The administrators of Monarch revealed that advanced sale talks were held in the run up to the carrier’s collapse, while its management team were also mulling a change in business strategy to focus on profitable long-haul routes. Elsewhere, IAG struck a deal to buy the majority of slots vacated by Monarch at London Gatwick, while Hungarian carrier Wizz Air agreed to take its former slots at London Luton.
In a busy month for IAG, the group's LEVEL brand unveiled plans to base two Airbus A330-200 aircraft at Paris Orly from July 2018, launching flights to Montreal, New York Newark, Guadeloupe and Martinique. At the same time, IAG said its OpenSkies brand would cease to operate at the end of next summer.

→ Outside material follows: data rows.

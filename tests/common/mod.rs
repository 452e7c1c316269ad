#![allow(dead_code)]

use hyponym_detector::data::{AnnotatedDocument, Document, Sentence};

/// One token row: (word, PTB tag, head, dependency label).
/// A `ROOT` label marks the sentence root; its head is ignored.
pub type Row = (&'static str, &'static str, u32, &'static str);

pub fn sentence(rows: &[Row]) -> Sentence {
    let mut edges = Vec::new();
    let mut roots = Vec::new();
    for (i, (_, _, head, dep)) in rows.iter().enumerate() {
        if *dep == "ROOT" {
            roots.push(i as u32);
        } else {
            edges.push((*head, i as u32, dep.to_string()));
        }
    }
    Sentence::from_words(rows.iter().map(|r| r.0))
        .with_tokens("tag", rows.iter().map(|r| r.1))
        .with_dependencies(edges, roots)
}

pub fn document(id: &str, sentences: Vec<Sentence>) -> Document {
    Document::new(id, sentences)
}

pub fn annotated(sentences: Vec<Sentence>) -> AnnotatedDocument {
    AnnotatedDocument::from_document(&document("test", sentences))
}

pub const FIG_TREES: &[Row] = &[
    ("Recognizing", "VBG", 26, "advcl"),
    ("that", "IN", 8, "mark"),
    ("the", "DT", 4, "det"),
    ("preferred", "JJ", 4, "amod"),
    ("habitats", "NNS", 8, "nsubj"),
    ("for", "IN", 4, "prep"),
    ("the", "DT", 7, "det"),
    ("species", "NNS", 5, "pobj"),
    ("are", "VBP", 0, "ccomp"),
    ("in", "IN", 8, "prep"),
    ("the", "DT", 11, "det"),
    ("valleys", "NNS", 9, "pobj"),
    (",", ",", 26, "punct"),
    ("systematic", "JJ", 14, "amod"),
    ("planting", "NN", 26, "nsubj"),
    ("of", "IN", 14, "prep"),
    ("keystone", "JJ", 18, "amod"),
    ("plant", "NN", 18, "compound"),
    ("species", "NNS", 15, "pobj"),
    ("such", "JJ", 20, "amod"),
    ("as", "IN", 18, "prep"),
    ("fig", "NN", 22, "compound"),
    ("trees", "NNS", 20, "pobj"),
    ("(", "-LRB-", 24, "punct"),
    ("Ficus", "NNP", 22, "appos"),
    (")", "-RRB-", 24, "punct"),
    ("creates", "VBZ", 26, "ROOT"),
    ("the", "DT", 29, "det"),
    ("best", "JJS", 29, "amod"),
    ("microhabitats", "NNS", 26, "dobj"),
    (".", ".", 26, "punct"),
];

pub const SARS_OR_OTHER: &[Row] = &[
    ("SARS", "NNP", 6, "nsubj"),
    (",", ",", 0, "punct"),
    ("or", "CC", 0, "cc"),
    ("other", "JJ", 4, "amod"),
    ("coronaviruses", "NNS", 0, "conj"),
    (",", ",", 0, "punct"),
    ("are", "VBP", 6, "ROOT"),
    ("bad", "JJ", 6, "acomp"),
    (".", ".", 6, "punct"),
];

pub const INCLUDING_SARS_AND_MERS: &[Row] = &[
    ("Coronaviruses", "NNS", 7, "nsubj"),
    (",", ",", 0, "punct"),
    ("including", "VBG", 0, "prep"),
    ("SARS", "NNP", 2, "pobj"),
    ("and", "CC", 3, "cc"),
    ("MERS", "NNP", 3, "conj"),
    (",", ",", 0, "punct"),
    ("are", "VBP", 7, "ROOT"),
    ("bad", "JJ", 7, "acomp"),
    (".", ".", 7, "punct"),
];

pub const FOR_EXAMPLE: &[Row] = &[
    ("Fruits", "NNS", 7, "nsubj"),
    (",", ",", 0, "punct"),
    ("for", "IN", 0, "prep"),
    ("example", "NN", 2, "pobj"),
    (",", ",", 0, "punct"),
    ("apples", "NNS", 0, "appos"),
    (",", ",", 0, "punct"),
    ("are", "VBP", 7, "ROOT"),
    ("sweet", "JJ", 7, "acomp"),
    (".", ".", 7, "punct"),
];

pub const POODLES: &[Row] = &[
    ("Poodles", "NNS", 1, "nsubj"),
    ("are", "VBP", 1, "ROOT"),
    ("a", "DT", 3, "det"),
    ("kind", "NN", 1, "attr"),
    ("of", "IN", 3, "prep"),
    ("dog", "NN", 4, "pobj"),
    (".", ".", 1, "punct"),
];

/// The same sentence with a lemma column, as a lemmatizing parser produces it
pub fn including_sars_and_mers() -> Sentence {
    sentence(INCLUDING_SARS_AND_MERS).with_tokens(
        "lemma",
        ["coronavirus", ",", "include", "SARS", "and", "MERS", ",", "be", "bad", "."],
    )
}

pub const INCLUDING_CONLLU: &str = "# newdoc id = coronaviruses
# text = Coronaviruses, including SARS and MERS, are bad.
1\tCoronaviruses\tcoronavirus\tNOUN\tNNS\t_\t8\tnsubj\t_\t_
2\t,\t,\tPUNCT\t,\t_\t1\tpunct\t_\t_
3\tincluding\tinclude\tVERB\tVBG\t_\t1\tprep\t_\t_
4\tSARS\tSARS\tPROPN\tNNP\t_\t3\tpobj\t_\t_
5\tand\tand\tCCONJ\tCC\t_\t4\tcc\t_\t_
6\tMERS\tMERS\tPROPN\tNNP\t_\t4\tconj\t_\t_
7\t,\t,\tPUNCT\t,\t_\t1\tpunct\t_\t_
8\tare\tbe\tAUX\tVBP\t_\t0\tROOT\t_\t_
9\tbad\tbad\tADJ\tJJ\t_\t8\tacomp\t_\t_
10\t.\t.\tPUNCT\t.\t_\t8\tpunct\t_\t_
";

Five years on from Willie Walsh’s “knee in the groin” wager with Sir Richard Branson that Virgin Atlantic would disappear, the airline is still flying high. Chief executive Craig Kreeger lifted the lid on why its new tie-up with Air France-KLM is the next logical step amid fierce competition on transatlantic routes. Although Sir Richard will only retain 20 percent, the group will remain chairman and governance over the brand and the size of the business,” Kreeger said. “This will ensure it remains vibrant, large and Virgin Atlantic through and through for the foreseeable future.”
Japan Airlines invested $10m in Boom Supersonic, the company developing a new-generation supersonic aircraft which flies at Mach 2.2 and will cut flight times in half. As part of the deal, the Japanese flag carrier is collaborating with the company to refine the aircraft design and has the option to purchase up to 20 Boom aircraft through a pre-order arrangement.
Austrian low cost carrier Niki ceased flying after Germany’s flag carrier Lufthansa dropped its offer to buy the airline from its insolvent parent Air Berlin. It came after the European Commission raised concerns that the deal would harm competition by creating monopolies on routes in Austria, Germany and Switzerland where Niki and Lufthansa compete.